Clean code can be read, and enhanced by a developer other than its original author. It has unit and acceptance tests. It has meaningful names. It provides one way rather than many ways for doing one thing. It has minimal dependencies, which are explicitly defined, and provides a clear and minimal API. Code should be literate since depending on the language, not all necessary information can be expressed clearly in code alone. - "Big" Dave Thomas, founder of OTI, godfather of the Eclipse strategy

How should you name your variables, classes, packages etc?

Choose descriptive and unambiguous names: don't do int d; but rather int elapsedTimeInDays;

Make meaningful distinction: A truly awful example of disinformative names would be the use of lower-case L or uppercase O as variable names, especially in combination. The problem, of course, is that they look almost entirely like the constants one and zero, respectively

Use pronounceable names. If you can't pronounce it, you can't discuss it without sounding like an idiot. "Well, over here on the bee cee arr three cee enn tee we have a pee ess zee kyew int, see?" This matters because programming is a social activity

Use searchable names. An example, the name e is a poor choice for any variable for which a programmer might need to search. It is the most common letter in the English language and likely to show up in every passage of text in every program. In this regard, longer names trump shorter names, and any searchable name trumps a constant in code.

Avoid encodings. Don't append prefixes or type information.

Avoid mental mappings. Readers shouldn't have to mentally translate your names into other names they already know. This problem generally arises from a choice to use neither problem domain terms nor solution domain terms.

Class Names. Classes and objects should have noun or noun phrase names like Customer, WikiPage, Account, and AddressParser. Avoid words like Manager, Processor, Data, or Info in the name of a class. A class name should not be a verb.

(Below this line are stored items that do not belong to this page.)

//! Tap session: one endpoint, one reader, at most one monitored child.
//!
//! [`TapSession::start`] performs the startup sequence in the order the
//! executable depends on:
//!
//! 1. create the pipe endpoint (failure is returned to the caller),
//! 2. spawn the log reader on it,
//! 3. optionally launch the executable with the bound environment.
//!
//! The executable can later be relaunched against the same endpoint with
//! [`TapSession::launch`].

use tokio::sync::watch;
use tokio::task::JoinHandle;
use tokio_util::sync::CancellationToken;
use tracing::{error, info, warn};

use crate::config::GlobalConfig;
use crate::launch::{monitor_exit, spawn_monitored, ChildEnvironment, LaunchConfig};
use crate::reader::sink::RecordSink;
use crate::reader::{LogReader, LogReaderHandle, ReaderState, ReaderSummary};
use crate::transport::create_endpoint;
use crate::Result;

/// A monitored child and the token that stops it.
struct MonitoredChild {
    cancel: CancellationToken,
    monitor: JoinHandle<Option<i32>>,
}

/// Running tap: endpoint, reader task and optional child process.
pub struct TapSession {
    reader: LogReaderHandle,
    environment: ChildEnvironment,
    cancel: CancellationToken,
    child: Option<MonitoredChild>,
}

impl TapSession {
    /// Create the endpoint, start the reader and honour `auto_launch`.
    ///
    /// A failed auto-launch is logged and the session keeps running so the
    /// executable can be launched later.
    ///
    /// # Errors
    ///
    /// Returns `AppError::TransportCreation` if the endpoint cannot be
    /// created, or `AppError::Config` if the record pattern is invalid.
    pub fn start<S>(config: &GlobalConfig, sink: S, cancel: CancellationToken) -> Result<Self>
    where
        S: RecordSink + 'static,
    {
        let parser = config.record_parser()?;

        let transport = create_endpoint(&config.pipe_name).map_err(|err| {
            error!(%err, "failed to create log endpoint");
            err
        })?;

        let destination = transport.endpoint().name.clone();
        info!(pipe = %destination, "log endpoint ready");

        let reader = LogReader::new(transport, parser, sink, config.retry.policy())
            .spawn(cancel.child_token());

        let mut session = Self {
            reader,
            environment: config.child_environment(destination),
            cancel,
            child: None,
        };

        if config.auto_launch {
            if let Some(launch) = config.launch_config() {
                if let Err(err) = session.spawn_child(&launch) {
                    warn!(%err, "auto-launch failed; waiting for a writer");
                }
            }
        }

        Ok(session)
    }

    /// Launch (or relaunch) the monitored executable against this session's
    /// endpoint. A previously launched child is stopped first.
    ///
    /// # Errors
    ///
    /// Returns `AppError::Spawn` if the executable cannot be started.
    pub async fn launch(&mut self, launch: &LaunchConfig) -> Result<()> {
        self.stop_child().await;
        self.spawn_child(launch)
    }

    /// Environment handed to launched executables.
    #[must_use]
    pub fn environment(&self) -> &ChildEnvironment {
        &self.environment
    }

    /// Pipe address writers connect to.
    #[must_use]
    pub fn endpoint_name(&self) -> &str {
        self.reader.endpoint_name()
    }

    /// Current reader state.
    #[must_use]
    pub fn reader_state(&self) -> ReaderState {
        self.reader.state()
    }

    /// Observe reader state transitions.
    #[must_use]
    pub fn subscribe(&self) -> watch::Receiver<ReaderState> {
        self.reader.subscribe()
    }

    /// Whether a launched child is still being monitored.
    #[must_use]
    pub fn has_child(&self) -> bool {
        self.child
            .as_ref()
            .is_some_and(|child| !child.monitor.is_finished())
    }

    /// Stop the child (if any) and the reader, and release the endpoint.
    ///
    /// # Errors
    ///
    /// Returns the reader's failure, if it had failed.
    pub async fn shutdown(mut self) -> Result<ReaderSummary> {
        self.stop_child().await;
        self.cancel.cancel();
        self.reader.shutdown().await
    }

    fn spawn_child(&mut self, launch: &LaunchConfig) -> Result<()> {
        let child = spawn_monitored(launch, &self.environment)?;
        let cancel = self.cancel.child_token();
        let monitor = monitor_exit(child, cancel.clone());
        self.child = Some(MonitoredChild { cancel, monitor });
        Ok(())
    }

    async fn stop_child(&mut self) {
        if let Some(child) = self.child.take() {
            child.cancel.cancel();
            if let Err(err) = child.monitor.await {
                warn!(%err, "child monitor task failed");
            }
        }
    }
}
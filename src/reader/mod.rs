//! Background log reader.
//!
//! A [`LogReader`] owns one [`PipeTransport`] and drives the
//! read → split → parse → emit cycle on a tokio task until its
//! [`CancellationToken`] fires. Parsed records are handed to a
//! [`RecordSink`] in stream order.
//!
//! # States
//!
//! | State      | Meaning                                                   |
//! |------------|-----------------------------------------------------------|
//! | `Idle`     | Constructed, not spawned                                  |
//! | `Starting` | Waiting for a writer to attach                            |
//! | `Running`  | Reading and emitting records                              |
//! | `Stopping` | Cancellation observed, endpoint being closed              |
//! | `Stopped`  | Exited after cancellation                                 |
//! | `Failed`   | First connection failed, or the retry policy ran out      |
//!
//! A writer that disconnects sends the reader back to `Starting` after its
//! unterminated last line is parsed and the endpoint is reset. Read errors
//! do the same after a capped exponential backoff (see [`RetryPolicy`]),
//! but drop the partial line; they never leave the task.

pub mod codec;
pub mod sink;

use std::time::Duration;

use tokio::sync::watch;
use tokio::task::JoinHandle;
use tokio_util::sync::CancellationToken;
use tracing::{debug, error, info, info_span, warn, Instrument};

use crate::parser::RecordParser;
use crate::transport::{PipeTransport, ReadOutcome};
use crate::{AppError, Result};

use self::codec::{Line, LineSplitter};
use self::sink::RecordSink;

/// Lifecycle state of a [`LogReader`].
#[derive(Debug, Clone, Copy, PartialEq, Eq)]
pub enum ReaderState {
    /// Constructed but not spawned.
    Idle,
    /// Waiting for a writer to attach to the endpoint.
    Starting,
    /// Reading data from a connected writer.
    Running,
    /// Cancellation received; releasing the endpoint.
    Stopping,
    /// Exited cleanly after cancellation.
    Stopped,
    /// Exited because the endpoint could not be (re)established.
    Failed,
}

impl ReaderState {
    /// Whether the reader task has exited.
    #[must_use]
    pub fn is_terminal(self) -> bool {
        matches!(self, Self::Stopped | Self::Failed)
    }
}

/// Reconnect policy applied after read errors.
#[derive(Debug, Clone, Copy, PartialEq, Eq)]
pub struct RetryPolicy {
    /// Delay after the first failure of a streak.
    pub initial_backoff: Duration,
    /// Upper bound for the doubled delay.
    pub max_backoff: Duration,
    /// Failures in a row before giving up; `0` retries without limit.
    pub max_consecutive_failures: u32,
}

impl RetryPolicy {
    /// Delay before the next attempt after `failures` consecutive failures.
    #[must_use]
    pub fn delay_for(&self, failures: u32) -> Duration {
        if failures == 0 {
            return Duration::ZERO;
        }
        let factor = 1_u32 << (failures - 1).min(16);
        self.initial_backoff
            .saturating_mul(factor)
            .min(self.max_backoff)
    }

    /// Whether `failures` consecutive failures exhaust the policy.
    #[must_use]
    pub fn is_exhausted(&self, failures: u32) -> bool {
        self.max_consecutive_failures != 0 && failures >= self.max_consecutive_failures
    }
}

impl Default for RetryPolicy {
    fn default() -> Self {
        Self {
            initial_backoff: Duration::from_millis(100),
            max_backoff: Duration::from_secs(5),
            max_consecutive_failures: 0,
        }
    }
}

/// Counters reported when the reader exits.
#[derive(Debug, Clone, Copy, Default, PartialEq, Eq)]
pub struct ReaderSummary {
    /// Complete text lines handed to the parser.
    pub lines_read: u64,
    /// Records forwarded to the sink.
    pub records_emitted: u64,
    /// Lines dropped by framing (too long or not UTF-8).
    pub lines_discarded: u64,
    /// Read or reconnect failures.
    pub read_errors: u64,
    /// Endpoint reset attempts after a disconnect or failure.
    pub reconnects: u64,
}

/// Background reader for one pipe endpoint.
///
/// Call [`spawn`](Self::spawn) to start the task.
pub struct LogReader<S> {
    transport: Box<dyn PipeTransport>,
    parser: RecordParser,
    sink: S,
    policy: RetryPolicy,
    splitter: LineSplitter,
}

/// How the read pump stopped.
enum PumpExit {
    Cancelled,
    Disconnected { saw_data: bool },
    Failed(AppError),
}

/// Whether recovery left the reader ready for another connection.
enum Recovery {
    Ready,
    Cancelled,
    Exhausted(AppError),
}

impl<S> LogReader<S>
where
    S: RecordSink + 'static,
{
    /// Construct a reader (does not start reading yet).
    #[must_use]
    pub fn new(
        transport: Box<dyn PipeTransport>,
        parser: RecordParser,
        sink: S,
        policy: RetryPolicy,
    ) -> Self {
        Self {
            transport,
            parser,
            sink,
            policy,
            splitter: LineSplitter::new(),
        }
    }

    /// Spawn the reader task and return a handle for controlling it.
    ///
    /// Must be called from within a tokio runtime.
    #[must_use]
    pub fn spawn(self, cancel: CancellationToken) -> LogReaderHandle {
        let endpoint_name = self.transport.endpoint().name.clone();
        let (state_tx, state_rx) = watch::channel(ReaderState::Idle);
        let span = info_span!("log_reader", pipe = %endpoint_name);

        let join_handle = tokio::spawn(self.run(cancel.clone(), state_tx).instrument(span));

        LogReaderHandle {
            state: state_rx,
            cancel,
            endpoint_name,
            join_handle: Some(join_handle),
        }
    }

    async fn run(
        mut self,
        cancel: CancellationToken,
        state: watch::Sender<ReaderState>,
    ) -> Result<ReaderSummary> {
        let mut summary = ReaderSummary::default();
        let mut streak = ErrorStreak::default();
        let mut first_connection = true;

        let outcome = loop {
            state.send_replace(ReaderState::Starting);

            let connected = tokio::select! {
                biased;
                () = cancel.cancelled() => break Ok(()),
                res = self.transport.await_connection() => res,
            };

            if let Err(err) = connected {
                if first_connection {
                    error!(%err, "log endpoint could not accept a writer");
                    break Err(err);
                }
                summary.read_errors += 1;
                streak.record(&err);
                match self.recover(&cancel, &mut summary, &mut streak, true).await {
                    Recovery::Ready => continue,
                    Recovery::Cancelled => break Ok(()),
                    Recovery::Exhausted(err) => break Err(err),
                }
            }

            first_connection = false;
            state.send_replace(ReaderState::Running);

            let backoff = match self.pump(&cancel, &mut summary, &mut streak).await {
                PumpExit::Cancelled => break Ok(()),
                PumpExit::Disconnected { saw_data } => {
                    info!("log writer disconnected");
                    // A writer that never sent data may just be a platform
                    // reporting EOF on an idle FIFO; pace the reopen.
                    !saw_data
                }
                PumpExit::Failed(err) => {
                    summary.read_errors += 1;
                    streak.record(&err);
                    true
                }
            };

            match self.recover(&cancel, &mut summary, &mut streak, backoff).await {
                Recovery::Ready => {}
                Recovery::Cancelled => break Ok(()),
                Recovery::Exhausted(err) => break Err(err),
            }
        };

        match outcome {
            Ok(()) => {
                state.send_replace(ReaderState::Stopping);
                self.transport.close();
                state.send_replace(ReaderState::Stopped);
                info!(
                    records = summary.records_emitted,
                    lines = summary.lines_read,
                    "log reader stopped"
                );
                Ok(summary)
            }
            Err(err) => {
                self.transport.close();
                state.send_replace(ReaderState::Failed);
                Err(err)
            }
        }
    }

    /// Read chunks until the writer goes away, a read fails, or the token
    /// fires.
    async fn pump(
        &mut self,
        cancel: &CancellationToken,
        summary: &mut ReaderSummary,
        streak: &mut ErrorStreak,
    ) -> PumpExit {
        let mut saw_data = false;

        loop {
            let read = tokio::select! {
                biased;
                () = cancel.cancelled() => return PumpExit::Cancelled,
                read = self.transport.read_chunk() => read,
            };

            match read {
                Ok(ReadOutcome::Data(chunk)) => {
                    saw_data = true;
                    streak.clear();
                    self.splitter.push(&chunk);
                    while let Some(line) = self.splitter.next_line() {
                        self.handle_line(line, summary);
                    }
                }
                Ok(ReadOutcome::Disconnected) => {
                    while let Some(line) = self.splitter.finish() {
                        self.handle_line(line, summary);
                    }
                    return PumpExit::Disconnected { saw_data };
                }
                Err(err) => return PumpExit::Failed(err),
            }
        }
    }

    fn handle_line(&mut self, line: Line, summary: &mut ReaderSummary) {
        match line {
            Line::Text(text) => {
                summary.lines_read += 1;
                if let Some(record) = self.parser.parse(&text) {
                    summary.records_emitted += 1;
                    self.sink.on_record(record);
                }
            }
            Line::Skipped(reason) => {
                summary.lines_discarded += 1;
                debug!(?reason, "log line discarded");
            }
        }
    }

    /// Drop partial data left by a failed read and reopen the endpoint,
    /// retrying per the policy.
    async fn recover(
        &mut self,
        cancel: &CancellationToken,
        summary: &mut ReaderSummary,
        streak: &mut ErrorStreak,
        mut backoff: bool,
    ) -> Recovery {
        self.splitter.clear();

        loop {
            if backoff {
                if let Some(err) = streak.exhausted(&self.policy) {
                    error!(failures = streak.count, %err, "log endpoint retry limit reached");
                    return Recovery::Exhausted(err);
                }
                // A disconnect without failures still waits the initial delay.
                let delay = self.policy.delay_for(streak.count.max(1));
                if sleep_or_cancel(cancel, delay).await {
                    return Recovery::Cancelled;
                }
            }

            summary.reconnects += 1;
            match self.transport.reset() {
                Ok(()) => return Recovery::Ready,
                Err(err) => {
                    summary.read_errors += 1;
                    streak.record(&err);
                    backoff = true;
                }
            }
        }
    }
}

/// Consecutive failure tracker that keeps repeated errors out of the
/// `warn` log.
#[derive(Debug, Default)]
struct ErrorStreak {
    count: u32,
    last: Option<String>,
}

impl ErrorStreak {
    fn record(&mut self, err: &AppError) {
        self.count = self.count.saturating_add(1);
        if self.count == 1 {
            warn!(%err, "log endpoint error, reconnecting");
        } else {
            debug!(%err, failures = self.count, "log endpoint error persists");
        }
        self.last = Some(err.to_string());
    }

    fn clear(&mut self) {
        if self.count > 0 {
            info!(failures = self.count, "log endpoint recovered");
        }
        self.count = 0;
        self.last = None;
    }

    fn exhausted(&self, policy: &RetryPolicy) -> Option<AppError> {
        policy.is_exhausted(self.count).then(|| {
            AppError::TransportRead(format!(
                "gave up after {} consecutive failures: {}",
                self.count,
                self.last.as_deref().unwrap_or("unknown error")
            ))
        })
    }
}

/// Sleep for `delay` unless `cancel` fires first. Returns `true` when
/// cancelled.
async fn sleep_or_cancel(cancel: &CancellationToken, delay: Duration) -> bool {
    tokio::select! {
        biased;
        () = cancel.cancelled() => true,
        () = tokio::time::sleep(delay) => false,
    }
}

/// Handle returned from [`LogReader::spawn`].
///
/// Dropping the handle cancels the reader task.
pub struct LogReaderHandle {
    state: watch::Receiver<ReaderState>,
    cancel: CancellationToken,
    endpoint_name: String,
    join_handle: Option<JoinHandle<Result<ReaderSummary>>>,
}

impl Drop for LogReaderHandle {
    fn drop(&mut self) {
        self.cancel.cancel();
    }
}

impl LogReaderHandle {
    /// Most recently published state.
    #[must_use]
    pub fn state(&self) -> ReaderState {
        *self.state.borrow()
    }

    /// A receiver that observes every state transition.
    #[must_use]
    pub fn subscribe(&self) -> watch::Receiver<ReaderState> {
        self.state.clone()
    }

    /// Address of the endpoint this reader owns.
    #[must_use]
    pub fn endpoint_name(&self) -> &str {
        &self.endpoint_name
    }

    /// Request the reader to stop. Returns immediately.
    pub fn stop(&self) {
        self.cancel.cancel();
    }

    /// Wait for the reader task to exit.
    ///
    /// # Errors
    ///
    /// Returns the error that moved the reader to [`ReaderState::Failed`],
    /// or `AppError::Io` if the task panicked.
    pub async fn join(mut self) -> Result<ReaderSummary> {
        let Some(handle) = self.join_handle.take() else {
            return Ok(ReaderSummary::default());
        };
        handle
            .await
            .map_err(|err| AppError::Io(format!("log reader task panicked: {err}")))?
    }

    /// Stop the reader and wait for it to exit.
    ///
    /// # Errors
    ///
    /// See [`join`](Self::join).
    pub async fn shutdown(self) -> Result<ReaderSummary> {
        self.stop();
        self.join().await
    }
}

Method names. Methods should have verb or verb phrase names like postPayment, deletePage, or save. Accessors, mutators, and predicates should be named for their value and prefixed with get, set

Don't be cute: If names are too clever, they will be memorable only to people who share the author's sense of humor, and only as longas these people remember the joke.

Functions

Small.

Do one thing.

Use descriptive names.

Prefer fewer arguments.

Have no side effects: Side effects are lies. Your function promises to do one thing, but it also does other hidden things. Sometimes it will make unexpected changes to the variables of its own class. Sometimes it will make them to the parameters passed into the function or to system globals.

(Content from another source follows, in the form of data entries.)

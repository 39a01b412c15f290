//! Error types shared across the application.

use std::fmt::{Display, Formatter};

/// Shared application result type.
pub type Result<T> = std::result::Result<T, AppError>;

/// Application error enumeration covering all domain failure modes.
///
/// A line that carries no telemetry is not an error: the parser reports it
/// as `None` and the reader skips it.
#[derive(Debug)]
pub enum AppError {
    /// Configuration parsing or validation failure.
    Config(String),
    /// The pipe endpoint could not be created or reopened.
    TransportCreation(String),
    /// A read on an open pipe endpoint failed.
    TransportRead(String),
    /// The monitored executable could not be launched.
    Spawn(String),
    /// File-system or I/O operation failure.
    Io(String),
}

impl Display for AppError {
    fn fmt(&self, f: &mut Formatter<'_>) -> std::fmt::Result {
        match self {
            Self::Config(msg) => write!(f, "config: {msg}"),
            Self::TransportCreation(msg) => write!(f, "transport creation: {msg}"),
            Self::TransportRead(msg) => write!(f, "transport read: {msg}"),
            Self::Spawn(msg) => write!(f, "spawn: {msg}"),
            Self::Io(msg) => write!(f, "io: {msg}"),
        }
    }
}

impl std::error::Error for AppError {}

impl From<toml::de::Error> for AppError {
    fn from(err: toml::de::Error) -> Self {
        Self::Config(format!("invalid config: {err}"))
    }
}

impl From<std::io::Error> for AppError {
    fn from(err: std::io::Error) -> Self {
        Self::Io(err.to_string())
    }
}
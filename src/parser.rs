//! Control-point record parser.
//!
//! The monitored executable writes free-text log lines. A small share of
//! them carry a control-point sample embedded in the text, for example:
//!
//! ```text
//! [INFO] ctrlpoint x=1.5 y=-2.0 z=0.25 i=0.8
//! ```
//!
//! [`RecordParser::parse`] searches each line for [`CONTROL_POINT_PATTERN`]
//! and builds a [`ControlPointRecord`] from the four captured numbers. A line
//! without the pattern is the common case and yields `None`.

use std::sync::LazyLock;

use regex::Regex;

use crate::models::ControlPointRecord;
use crate::{AppError, Result};

/// Record grammar emitted by the executable's logger.
///
/// Four keyed numbers in fixed order `x`, `y`, `z`, `i` (or `intensity`).
/// Keys are followed by `=` or `:`; fields are separated by whitespace,
/// `,` or `;`. Numbers are optionally signed, optionally fractional and may
/// carry an exponent.
pub const CONTROL_POINT_PATTERN: &str = concat!(
    r"\bx\s*[=:]\s*(?P<x>[-+]?(?:\d+(?:\.\d*)?|\.\d+)(?:[eE][-+]?\d+)?)[\s,;]+",
    r"y\s*[=:]\s*(?P<y>[-+]?(?:\d+(?:\.\d*)?|\.\d+)(?:[eE][-+]?\d+)?)[\s,;]+",
    r"z\s*[=:]\s*(?P<z>[-+]?(?:\d+(?:\.\d*)?|\.\d+)(?:[eE][-+]?\d+)?)[\s,;]+",
    r"(?:intensity|i)\s*[=:]\s*(?P<i>[-+]?(?:\d+(?:\.\d*)?|\.\d+)(?:[eE][-+]?\d+)?)",
);

/// Capture group names every record pattern must define.
pub const REQUIRED_GROUPS: [&str; 4] = ["x", "y", "z", "i"];

#[allow(clippy::expect_used)] // Constant pattern, exercised by the parser tests.
static BUILTIN: LazyLock<Regex> =
    LazyLock::new(|| Regex::new(CONTROL_POINT_PATTERN).expect("built-in record pattern compiles"));

/// Extracts [`ControlPointRecord`]s from raw log lines.
#[derive(Debug, Clone)]
pub struct RecordParser {
    regex: Regex,
}

impl RecordParser {
    /// Parser for the built-in [`CONTROL_POINT_PATTERN`].
    #[must_use]
    pub fn new() -> Self {
        Self {
            regex: BUILTIN.clone(),
        }
    }

    /// Parser for a custom record pattern.
    ///
    /// # Errors
    ///
    /// Returns `AppError::Config` if the pattern does not compile or lacks
    /// one of the named groups in [`REQUIRED_GROUPS`].
    pub fn with_pattern(pattern: &str) -> Result<Self> {
        let regex = Regex::new(pattern)
            .map_err(|err| AppError::Config(format!("invalid record pattern: {err}")))?;

        let names: Vec<&str> = regex.capture_names().flatten().collect();
        if let Some(missing) = REQUIRED_GROUPS.iter().find(|g| !names.contains(*g)) {
            return Err(AppError::Config(format!(
                "record pattern is missing named group `{missing}`"
            )));
        }

        Ok(Self { regex })
    }

    /// The pattern this parser matches against.
    #[must_use]
    pub fn pattern(&self) -> &str {
        self.regex.as_str()
    }

    /// Parse one line.
    ///
    /// Returns `None` when the line carries no record, or when a captured
    /// field is not a finite `f64` (for example `1e999`).
    #[must_use]
    pub fn parse(&self, line: &str) -> Option<ControlPointRecord> {
        let caps = self.regex.captures(line)?;
        let field = |name: &str| -> Option<f64> {
            let value: f64 = caps.name(name)?.as_str().parse().ok()?;
            value.is_finite().then_some(value)
        };

        Some(ControlPointRecord::new(
            field("x")?,
            field("y")?,
            field("z")?,
            field("i")?,
        ))
    }
}

impl Default for RecordParser {
    fn default() -> Self {
        Self::new()
    }
}

/// Render a record as a log line that [`CONTROL_POINT_PATTERN`] matches.
///
/// Uses the shortest decimal form that round-trips each value. Non-finite
/// values produce a line the parser rejects.
#[must_use]
pub fn format_line(record: &ControlPointRecord) -> String {
    format!(
        "[INFO] ctrlpoint x={} y={} z={} i={}",
        record.x, record.y, record.z, record.intensity
    )
}
//! Monitored executable spawner.
//!
//! Launches the executable with:
//! - the inherited environment plus the [`ChildEnvironment`] variables,
//! - its own directory as the working directory,
//! - `kill_on_drop(true)` so an abandoned child does not outlive the tap.
//!
//! The pipe endpoint must already exist when this runs: the executable opens
//! it during startup.

use std::path::{Path, PathBuf};
use std::process::Stdio;
use std::time::Duration;

use tokio::process::{Child, Command};
use tokio::task::JoinHandle;
use tokio_util::sync::CancellationToken;
use tracing::{info, warn};

use super::environment::ChildEnvironment;
use crate::{AppError, Result};

/// Time a child gets to exit after `SIGTERM` before it is killed.
pub const TERMINATE_GRACE: Duration = Duration::from_secs(2);

/// What to launch.
#[derive(Debug, Clone, PartialEq, Eq)]
pub struct LaunchConfig {
    /// Path to the executable.
    pub executable: PathBuf,
    /// Arguments passed to the executable.
    pub args: Vec<String>,
}

impl LaunchConfig {
    /// Launch `executable` without arguments.
    #[must_use]
    pub fn new(executable: impl Into<PathBuf>) -> Self {
        Self {
            executable: executable.into(),
            args: Vec::new(),
        }
    }

    /// Append arguments.
    #[must_use]
    pub fn with_args<I, A>(mut self, args: I) -> Self
    where
        I: IntoIterator<Item = A>,
        A: Into<String>,
    {
        self.args.extend(args.into_iter().map(Into::into));
        self
    }
}

/// Launch the monitored executable.
///
/// # Errors
///
/// Returns `AppError::Spawn` if the path is not an existing file or the OS
/// refuses to start it.
pub fn spawn_monitored(config: &LaunchConfig, env: &ChildEnvironment) -> Result<Child> {
    if !config.executable.is_file() {
        return Err(AppError::Spawn(format!(
            "'{}' is not an executable file",
            config.executable.display()
        )));
    }

    let executable = config.executable.canonicalize().map_err(|err| {
        AppError::Spawn(format!(
            "cannot resolve '{}': {err}",
            config.executable.display()
        ))
    })?;

    let mut cmd = Command::new(&executable);
    cmd.args(&config.args).envs(env.vars());
    if let Some(dir) = working_dir(&executable) {
        cmd.current_dir(dir);
    }
    cmd.stdin(Stdio::null()).kill_on_drop(true);

    let child = cmd
        .spawn()
        .map_err(|err| AppError::Spawn(format!("failed to launch executable: {err}")))?;

    info!(
        pid = child.id().unwrap_or(0),
        executable = %executable.display(),
        pipe = %env.destination,
        "monitored executable launched"
    );

    Ok(child)
}

/// Spawn a task that waits for `child` to exit and logs how it ended.
///
/// When `cancel` fires first the child is asked to terminate and, after
/// [`TERMINATE_GRACE`], killed.
///
/// The task yields the exit code, or `None` if the child was stopped here
/// or ended by a signal.
#[must_use]
pub fn monitor_exit(mut child: Child, cancel: CancellationToken) -> JoinHandle<Option<i32>> {
    tokio::spawn(async move {
        tokio::select! {
            result = child.wait() => match result {
                Ok(status) => {
                    let code = status.code();
                    match code {
                        Some(c) => info!(code = c, "monitored executable exited"),
                        None => info!("monitored executable terminated by signal"),
                    }
                    code
                }
                Err(err) => {
                    warn!(%err, "error waiting for monitored executable");
                    None
                }
            },
            () = cancel.cancelled() => {
                terminate(&mut child).await;
                None
            }
        }
    })
}

/// Working directory for `executable`: the directory that contains it.
fn working_dir(executable: &Path) -> Option<&Path> {
    executable
        .parent()
        .filter(|dir| !dir.as_os_str().is_empty())
}

/// Ask the child to exit, then kill it if it does not within the grace
/// period.
async fn terminate(child: &mut Child) {
    #[cfg(unix)]
    {
        use nix::sys::signal::{kill, Signal};
        use nix::unistd::Pid;

        if let Some(pid) = child.id().and_then(|id| i32::try_from(id).ok()) {
            if let Err(errno) = kill(Pid::from_raw(pid), Signal::SIGTERM) {
                warn!(pid, %errno, "failed to signal monitored executable");
            }
            if let Ok(Ok(status)) = tokio::time::timeout(TERMINATE_GRACE, child.wait()).await {
                info!(%status, "monitored executable stopped");
                return;
            }
        }
    }

    match child.kill().await {
        Ok(()) => info!("monitored executable killed"),
        Err(err) => warn!(%err, "failed to kill monitored executable"),
    }
}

Don't use flag arguments. Split method into several independent methods that can be called from the client without the flag.

Don't Repeat Yourself

Comments

Nothing can be quite so helpful as a well-placed comment. Nothing can clutter up a module more than frivolous dogmatic comments. Nothing can be quite so damaging as an old crufty comment that propagates lies and misinformation

Always try to explain yourself in code.

Don't be redundant.

Don't add obvious noise.

Don't use closing brace comments.

Don't comment out code. Just remove.

Use as explanation of intent.

Use as clarification of code.

Use as warning of consequences.

Formatting

Separate concepts vertically.

Related code should appear vertically dense.

Declare variables close to their usage.

Dependent functions should be close.

Similar functions should be close.

Place functions in the downward direction.

Keep lines short.

Use white space to associate related things and disassociate weakly related.

Don't break indentation.

Objects and Data Structures

Hide internal structure.

Prefer data structures.

Avoid hybrids structures (half object and half data).

Should be small.

Do one thing.

Small number of instance variables.

Base class should know nothing about their derivatives.

Better to have many functions than to pass some code into a function to select a behavior.

Prefer non-static methods to static methods.